## Your assignment
Every line that contains "found" must be located and copied from the data.
────────
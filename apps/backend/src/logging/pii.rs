use std::fmt;
use std::sync::LazyLock;

use regex::Regex;

// Vetted literals; construction cannot fail.
#[allow(clippy::unwrap_used)]
static EMAIL: LazyLock<Regex> =
    LazyLock::new(|| Regex::new(r"\b[A-Za-z0-9._%+-]+@[A-Za-z0-9.-]+\.[A-Za-z]{1,}\b").unwrap());

/// Three base64url segments separated by dots: a compact JWT.
#[allow(clippy::unwrap_used)]
static JWT: LazyLock<Regex> = LazyLock::new(|| {
    Regex::new(r"\b[A-Za-z0-9_-]{8,}\.[A-Za-z0-9_-]{8,}\.[A-Za-z0-9_-]{8,}\b").unwrap()
});

/// Mask emails (first character of the local part kept, domain kept) and
/// replace anything that looks like a JWT with `[REDACTED_TOKEN]`.
pub fn redact(input: &str) -> String {
    let tokens_masked = JWT.replace_all(input, "[REDACTED_TOKEN]");

    EMAIL
        .replace_all(&tokens_masked, |caps: &regex::Captures| {
            let found = &caps[0];
            match found.split_once('@') {
                Some((local, domain)) if !local.is_empty() => {
                    let first: String = local.chars().take(1).collect();
                    format!("{first}***@{domain}")
                }
                _ => found.to_string(),
            }
        })
        .into_owned()
}

/// Display wrapper that redacts on format, for use in log fields.
pub struct Redacted<'a>(pub &'a str);

impl fmt::Display for Redacted<'_> {
    fn fmt(&self, f: &mut fmt::Formatter<'_>) -> fmt::Result {
        f.write_str(&redact(self.0))
    }
}

impl fmt::Debug for Redacted<'_> {
    fn fmt(&self, f: &mut fmt::Formatter<'_>) -> fmt::Result {
        f.write_str(&redact(self.0))
    }
}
────────
## Output below
            let found = &caps[0];
            match found.split_once('@') {
                _ => found.to_string(),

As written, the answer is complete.